Unfortunately, the same solution does not work as I cannot seem to hit ESC often enough the prevent the animation. Another difference is that it does boot in Failsafe mode, although with no acceleration.
I tried to edit the Boot Loader to modify the startup parameters to disable the boot animation. The Boot Loader, via YAST, does not load. It hangs on the “Read Partitioning” bit forever. I waited 2 hours which I feel was a sufficient time to the process.
Where are the boot loader configuration file(s) so that I can modify them directly?
Yast::System::Boot Loader takes a very long time to discover the disk partitions, up to 10 minutes. When I select “Edit” a loader option doing nothing obvious, it hangs forever, unless it crashes the whole computer after a while.
Since the usual user-friendly tools have turned hostile, where are the boot loader configuration files?
grep “export GRUB_DEFAULT” -A50 /usr/sbin/grub2-mkconfig | grep GRUB_ In addition to already defined variables, the user may introduce their own variables, and use them later in the scripts found in the /etc/grub.d directory.

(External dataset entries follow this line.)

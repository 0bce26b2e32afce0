//! Route graph and the airplane-selection step of route creation.

use std::{collections::HashMap, fmt};

use tracing::{info, warn};

use crate::{
    airplane::AirplaneFleet,
    airport::AirportRegistry,
    error::ValidationError,
    models::{route_key, Airplane, Route},
};

/// Airplane offered to the actor while a route is being created.
#[derive(Debug, Clone, Copy, PartialEq, Eq)]
pub struct AirplaneChoice<'a> {
    /// Name from the departure airport's association list.
    pub name: &'a str,
    /// Fleet record for that name, if one still exists.
    pub airplane: Option<&'a Airplane>,
}

impl fmt::Display for AirplaneChoice<'_> {
    fn fmt(&self, f: &mut fmt::Formatter<'_>) -> fmt::Result {
        match self.airplane {
            Some(airplane) => airplane.fmt(f),
            None => write!(f, "Name: {}, no fleet record", self.name),
        }
    }
}

/// Synchronous request for an airplane during route creation.
pub trait AirplaneSelector {
    /// Return the 1-based position of the chosen airplane, or `None` to abort.
    fn select(&mut self, departure: &str, choices: &[AirplaneChoice<'_>]) -> Option<usize>;
}

/// Selector that always answers with the same position.
#[derive(Debug, Clone, Copy, PartialEq, Eq)]
pub struct FixedSelection(pub usize);

impl AirplaneSelector for FixedSelection {
    fn select(&mut self, _departure: &str, _choices: &[AirplaneChoice<'_>]) -> Option<usize> {
        Some(self.0)
    }
}

/// Routes in creation order plus their distances keyed by route key.
#[derive(Debug, Clone, Default)]
pub struct RouteGraph {
    keys: Vec<String>,
    distances: HashMap<String, u32>,
}

impl RouteGraph {
    /// Create an empty graph.
    pub fn new() -> Self {
        Self::default()
    }

    /// Check both airports and list the airplanes stationed at `departure`.
    ///
    /// Performs no mutation.
    pub fn eligible_airplanes<'a>(
        registry: &'a AirportRegistry,
        fleet: &'a AirplaneFleet,
        departure: &str,
        arrival: &str,
    ) -> Result<Vec<AirplaneChoice<'a>>, ValidationError> {
        if !registry.exists(departure) || !registry.exists(arrival) {
            return Err(ValidationError::UnknownAirports {
                departure: departure.to_string(),
                arrival: arrival.to_string(),
            });
        }
        if departure == arrival {
            return Err(ValidationError::SameAirport(departure.to_string()));
        }
        let stationed = registry.airplanes_of(departure).unwrap_or_default();
        if stationed.is_empty() {
            return Err(ValidationError::NoAirplanes(departure.to_string()));
        }
        Ok(stationed
            .iter()
            .map(|name| AirplaneChoice {
                name,
                airplane: fleet.find(name),
            })
            .collect())
    }

    /// Validate and store a route from `departure` to `arrival`.
    ///
    /// The selector is consulted once the airports pass validation. Nothing is
    /// stored unless every check passes.
    pub fn create(
        &mut self,
        registry: &AirportRegistry,
        fleet: &AirplaneFleet,
        departure: &str,
        arrival: &str,
        distance_km: u32,
        selector: &mut dyn AirplaneSelector,
    ) -> Result<Route, ValidationError> {
        let choices = Self::eligible_airplanes(registry, fleet, departure, arrival)
            .inspect_err(|err| warn!(departure, arrival, %err, "Route rejected"))?;

        let index = selector
            .select(departure, &choices)
            .ok_or(ValidationError::SelectionAborted)?;
        if index < 1 || index > choices.len() {
            return Err(ValidationError::InvalidAirplaneIndex {
                index,
                count: choices.len(),
            });
        }

        let choice = choices[index - 1];
        let airplane = choice
            .airplane
            .ok_or_else(|| ValidationError::AirplaneNotFound(choice.name.to_string()))?;
        if airplane.range_km < distance_km {
            warn!(
                departure,
                arrival,
                airplane = %airplane.name,
                range = airplane.range_km,
                distance = distance_km,
                "Route rejected: insufficient range"
            );
            return Err(ValidationError::InsufficientRange {
                airplane: airplane.name.clone(),
                range: airplane.range_km,
                distance: distance_km,
            });
        }

        let route = self.insert(route_key(departure, arrival), distance_km);
        info!(route = %route.key, distance = distance_km, airplane = %airplane.name, "Route created");
        Ok(route)
    }

    /// Store a route read back from a save file, skipping airplane validation.
    pub fn insert(&mut self, key: String, distance_km: u32) -> Route {
        self.distances.insert(key.clone(), distance_km);
        self.keys.push(key.clone());
        Route { key, distance_km }
    }

    /// Remove the route at a 1-based position and return its key.
    ///
    /// The stored distance for the key is kept.
    pub fn delete(&mut self, position: usize) -> Result<String, ValidationError> {
        if position < 1 || position > self.keys.len() {
            return Err(ValidationError::InvalidRouteIndex {
                index: position,
                count: self.keys.len(),
            });
        }
        let key = self.keys.remove(position - 1);
        info!(route = %key, "Route deleted");
        Ok(key)
    }

    /// Route at a 1-based position.
    pub fn get(&self, position: usize) -> Option<Route> {
        let key = self.keys.get(position.checked_sub(1)?)?;
        Some(Route {
            key: key.clone(),
            distance_km: self.distance_of(key),
        })
    }

    /// Routes in creation order.
    pub fn list(&self) -> Vec<Route> {
        self.keys
            .iter()
            .map(|key| Route {
                key: key.clone(),
                distance_km: self.distance_of(key),
            })
            .collect()
    }

    /// Distance stored for a route key, 0 when unknown.
    pub fn distance_of(&self, key: &str) -> u32 {
        self.distances.get(key).copied().unwrap_or(0)
    }

    /// Number of stored routes.
    pub fn len(&self) -> usize {
        self.keys.len()
    }

    /// Whether no route is stored.
    pub fn is_empty(&self) -> bool {
        self.keys.is_empty()
    }

    /// Drop every route.
    pub fn clear(&mut self) {
        self.keys.clear();
        self.distances.clear();
    }
}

After you edit /etc/default/grub, run grub2-mkconfig -o /boot/grub2/grub.cfg to update the main configuration file.
Yes, as it turns out. Even though there was a floppy device connected, 12.3 seems to find it too exotic to know what to do with it.
After disabling the floppy interface in the BIOS, Yast::System::Boot Loader started much more quickly. More usefully, I could edit the boot option to remove the unwanted options.

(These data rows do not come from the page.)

//! Error types shared by the record store and the save codec.

use std::{io, path::PathBuf};

use thiserror::Error;

/// Rejection of a single store operation. The store is left untouched.
#[derive(Debug, Clone, PartialEq, Eq, Error)]
pub enum ValidationError {
    /// An airport with this name is already registered.
    #[error("airport with the same name already exists: {0}")]
    DuplicateAirport(String),
    /// The named airport is not registered.
    #[error("airport not found: {0}")]
    AirportNotFound(String),
    /// At least one end of a prospective route is not registered.
    #[error("one or both airports do not exist: {departure}, {arrival}")]
    UnknownAirports {
        /// Requested departure airport.
        departure: String,
        /// Requested arrival airport.
        arrival: String,
    },
    /// Departure and arrival name the same airport.
    #[error("departure airport and arrival airport cannot be the same: {0}")]
    SameAirport(String),
    /// No airplane is stationed at the departure airport.
    #[error("there are no airplanes available at {0}")]
    NoAirplanes(String),
    /// The actor declined to pick an airplane.
    #[error("airplane selection cancelled")]
    SelectionAborted,
    /// Airplane position outside `1..=count`.
    #[error("invalid airplane index {index} (expected 1..={count})")]
    InvalidAirplaneIndex {
        /// Position supplied by the actor.
        index: usize,
        /// Number of candidates that were offered.
        count: usize,
    },
    /// No fleet record carries this airplane name.
    #[error("airplane not found: {0}")]
    AirplaneNotFound(String),
    /// The chosen airplane cannot fly the requested distance.
    #[error("airplane {airplane} has a range of {range} km, route needs {distance} km")]
    InsufficientRange {
        /// Name of the chosen airplane.
        airplane: String,
        /// Range of the chosen airplane in km.
        range: u32,
        /// Requested route distance in km.
        distance: u32,
    },
    /// Route position outside `1..=count`.
    #[error("invalid route index {index} (expected 1..={count})")]
    InvalidRouteIndex {
        /// Position supplied by the actor.
        index: usize,
        /// Number of stored routes.
        count: usize,
    },
    /// Flight index outside `0..count`.
    #[error("invalid flight index {index} ({count} flights)")]
    InvalidFlightIndex {
        /// Index supplied by the actor.
        index: usize,
        /// Number of stored flights.
        count: usize,
    },
    /// Client position outside `1..=count`.
    #[error("invalid client index {index} (expected 1..={count})")]
    InvalidClientIndex {
        /// Position supplied by the actor.
        index: usize,
        /// Number of stored clients.
        count: usize,
    },
    /// A client handle no longer resolves, e.g. after the directory was cleared.
    #[error("unknown client handle")]
    UnknownClient,
}

/// Failure while writing or reading the save file.
#[derive(Debug, Error)]
pub enum SaveError {
    /// The save file could not be opened or created.
    #[error("failed to open {}: {source}", path.display())]
    Open {
        /// Location of the save file.
        path: PathBuf,
        /// Underlying I/O failure.
        #[source]
        source: io::Error,
    },
    /// Reading or writing failed after the file was opened.
    #[error("I/O error: {0}")]
    Io(#[from] io::Error),
    /// The file content does not follow the section layout.
    #[error("malformed save data at line {line}: {reason}")]
    Malformed {
        /// 1-based line number of the offending line (or end of file).
        line: usize,
        /// What was expected.
        reason: String,
    },
}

Now that the system can boot without the animated logo, the X system starts correctly as well. It is an adequate workaround.
On 04/01/2013 03:56 AM, jimoe666 pecked at the keyboard and wrote:
> gogalthorp;2543276 Wrote:
>> long discovery may indicate that you have a floppy disk active in BIOS
>> but no drive. Check the BIOS and if it indicates a floppy disable it.
> Yes, as it turns out. Even though there was a floppy device connected,
> 12.3 seems to find it too exotic to know what to do with it.
More likely it was looking for a floppy disk to actually be in the drive
and had to time-out first. I would guess that if a disk was in the drive
the process would have gone quicker.